I am also going to compile a database of all of the known Pocket PC devices that use Pocket PC 2003, and the manufacturer / chipset of the integrated 802.11b device, as well as which type of external cards can be used with the device; with or without a ‘sleve’. Also in this database will be all WLAN cards that have drivers available for the Pocket PC 2003 OS; and which chipset they use. I will be publishing this as soon as it’s complete and I find web space to host it.

-17hz

PostPosted: Thu Mar 31, 2005 12:12 am
by Dutch
[quote="17hz"]We’re attempting to write a packet capture application for the Pocket PC, which is not as straightforward as we would like. Specifically I’m talking of Pocket PC 2003 running on Windows CE4.0]

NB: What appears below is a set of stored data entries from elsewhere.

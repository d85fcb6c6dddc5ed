use crate::types::{AppError, Result, WeatherReport};
use crate::utils::toml_config::WeatherConfig;
use crate::weather::codes;
use crate::weather::geocode::{Coordinates, NominatimGeocoder};
use crate::weather::ForecastClient;
use async_trait::async_trait;
use reqwest::{Client, StatusCode};
use serde::Deserialize;
use serde_json::Value;
use std::time::Duration;

pub const METOFFICE_POINT_URL: &str =
    "https://api-metoffice.apiconnect.ibmcloud.com/metoffice/production/v0/forecasts/point";

const SUBSCRIPTION_KEY_HEADER: &str = "Ocp-Apim-Subscription-Key";

/// Met Office DataHub point forecasts, located through Nominatim.
#[derive(Debug, Clone)]
pub struct MetOfficeClient {
    client: Client,
    geocoder: NominatimGeocoder,
    forecast_url: String,
    api_key: Option<String>,
}

impl MetOfficeClient {
    pub fn new(
        client: Client,
        geocoder: NominatimGeocoder,
        forecast_url: impl Into<String>,
        api_key: Option<String>,
    ) -> Self {
        Self {
            client,
            geocoder,
            forecast_url: forecast_url.into(),
            api_key,
        }
    }

    /// Build a client from the `[weather]` config section. The key is passed
    /// separately because it comes from the environment.
    pub fn from_config(config: &WeatherConfig, api_key: Option<String>) -> Result<Self> {
        let client = Client::builder()
            .timeout(Duration::from_secs(config.timeout_secs))
            .user_agent(config.user_agent.as_str())
            .build()
            .map_err(|e| AppError::Internal(format!("Failed to build HTTP client: {}", e)))?;

        let geocoder = NominatimGeocoder::new(client.clone(), config.geocode_url.clone());

        Ok(Self::new(
            client,
            geocoder,
            config.forecast_url.clone(),
            api_key.filter(|k| !k.is_empty()),
        ))
    }

    async fn lookup(&self, api_key: &str, city: &str) -> Result<WeatherReport> {
        let coords = self.geocoder.resolve(city).await?;
        self.fetch_point_forecast(api_key, city, coords).await
    }

    async fn fetch_point_forecast(
        &self,
        api_key: &str,
        city: &str,
        coords: Coordinates,
    ) -> Result<WeatherReport> {
        let response = self
            .client
            .get(&self.forecast_url)
            .header(SUBSCRIPTION_KEY_HEADER, api_key)
            .query(&[("lat", coords.latitude), ("lon", coords.longitude)])
            .send()
            .await
            .map_err(|e| AppError::Upstream(format!("Error: {}", e)))?;

        match response.status() {
            status if status.is_success() => {}
            StatusCode::UNAUTHORIZED => {
                return Err(AppError::Unauthorized(
                    "Invalid Met Office API key".to_string(),
                ));
            }
            StatusCode::NOT_FOUND => {
                return Err(AppError::NotFound(format!(
                    "Forecast not available for '{}'",
                    city
                )));
            }
            status => {
                return Err(AppError::Upstream(format!(
                    "API error: {}",
                    status.as_u16()
                )));
            }
        }

        let body = response
            .text()
            .await
            .map_err(|e| AppError::Upstream(format!("Error: {}", e)))?;

        parse_point_forecast(city, &body)
    }
}

#[async_trait]
impl ForecastClient for MetOfficeClient {
    async fn current_weather(&self, city: &str) -> Result<WeatherReport> {
        let api_key = self
            .api_key
            .as_deref()
            .ok_or_else(|| AppError::Unauthorized("Met Office API key is missing".to_string()))?;

        let report = self.lookup(api_key, city).await;

        match &report {
            Ok(r) => tracing::info!(city = %city, weather = %r.description, "Weather lookup succeeded"),
            Err(e) => tracing::warn!(city = %city, error = %e, "Weather lookup failed"),
        }
        report
    }
}

// ============= Point forecast response =============

#[derive(Debug, Default, Deserialize)]
struct PointForecastResponse {
    #[serde(rename = "featureCollection", default)]
    feature_collection: FeatureCollection,
}

#[derive(Debug, Default, Deserialize)]
struct FeatureCollection {
    #[serde(default)]
    features: Vec<Feature>,
}

#[derive(Debug, Default, Deserialize)]
struct Feature {
    #[serde(default)]
    properties: FeatureProperties,
}

#[derive(Debug, Default, Deserialize)]
struct FeatureProperties {
    #[serde(rename = "timeSeries", default)]
    time_series: Vec<TimeSeriesEntry>,
}

#[derive(Debug, Deserialize)]
struct TimeSeriesEntry {
    #[serde(default)]
    forecast: Option<Forecast>,
    #[serde(rename = "forecastPeriod", default)]
    forecast_period: Option<Value>,
}

#[derive(Debug, Deserialize)]
struct Forecast {
    #[serde(rename = "weatherType", default)]
    weather_type: Option<Value>,
    #[serde(default)]
    temperature: Option<Measurement>,
    #[serde(rename = "precipitationProbability", default)]
    precipitation_probability: Option<Measurement>,
}

#[derive(Debug, Deserialize)]
struct Measurement {
    #[serde(default)]
    value: Option<f64>,
}

/// Turn a point forecast body into a report for the first forecast period.
fn parse_point_forecast(city: &str, body: &str) -> Result<WeatherReport> {
    let parsed: PointForecastResponse = serde_json::from_str(body)
        .map_err(|e| AppError::Parse(format!("Invalid forecast response: {}", e)))?;

    let feature = parsed
        .feature_collection
        .features
        .into_iter()
        .next()
        .ok_or_else(|| AppError::Parse("No forecast data available".to_string()))?;

    let entry = feature
        .properties
        .time_series
        .into_iter()
        .next()
        .ok_or_else(|| AppError::Parse("No time series data".to_string()))?;

    let forecast = entry
        .forecast
        .ok_or_else(|| AppError::Parse("Forecast block missing from time series".to_string()))?;

    let weather_type = forecast
        .weather_type
        .ok_or_else(|| AppError::Parse("Forecast is missing weatherType".to_string()))?;

    let temperature_celsius = forecast
        .temperature
        .and_then(|t| t.value)
        .ok_or_else(|| AppError::Parse("Forecast is missing temperature".to_string()))?;

    let precipitation_probability = forecast
        .precipitation_probability
        .and_then(|p| p.value)
        .unwrap_or(0.0);

    let period_label = match entry.forecast_period {
        Some(Value::String(s)) => s,
        Some(Value::Null) | None => String::new(),
        Some(other) => other.to_string(),
    };

    Ok(WeatherReport {
        city: city.to_string(),
        description: codes::describe_value(&weather_type).to_string(),
        temperature_celsius,
        precipitation_probability,
        period_label,
    })
}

Albeit the project sounds interesting, it is actually outside the scope of netstumbler.org.
My suggestion is that you start it up as a project on sourceforge or freshmeat. They have the tools to support a community based opensource project.
Feel free to post progress reports in the news section, when you have more "meat" and betas to present.

Dutch

Dutch

PostPosted: Fri Apr 01, 2005 11:06 am
by 17hz
Dutch wrote:Albeit the project sounds interesting, it is actually outside the scope of netstumbler.org.
My suggestion is that you start it up as a project on sourceforge or freshmeat. They have the tools to support a community based opensource project.
Feel free to post progress reports in the news section, when you have more "meat" and betas to present.

Dutch

Dutch


I don't want to step out of line here, but what's the difference between this project and others posted about this forum, such as those on kismet, aireplay, chopchop attacks, and various wepcracking applications? I've had a lot of questions answered in those forums by people taking the time to post what they've learned. I thought that having a nitch in Pocket PC Development myself I could provide knowledge to others as well as bring other people into the pocket pc conversations; which seemed to be lacking behind many of the other forums as far as possible applications to work with.

Willing to help

PostPosted: Mon Apr 04, 2005 4:16 am
by blad3
It's a shame that we only have active scanning on Windows (and/or Pocket PC).
It would be very cool to support RFMON on Pocket PC.
Unfortunatelly, I don't have much experience with device driver development but I'm pretty good at Windows programming.
17hz, if I can help your project in some way please let me know.

p.s.
I have an iPaq rx3715, ministumbler is not working on it.
The application that I'm currently using is WiFiFoFum.
The chipset on rx3715 is tnetw1100b and there is some linux driver available for this chipset : http://acx100.sourceforge.net/
Familiar (linux for iPaq) is not yet supported on this iPaq model.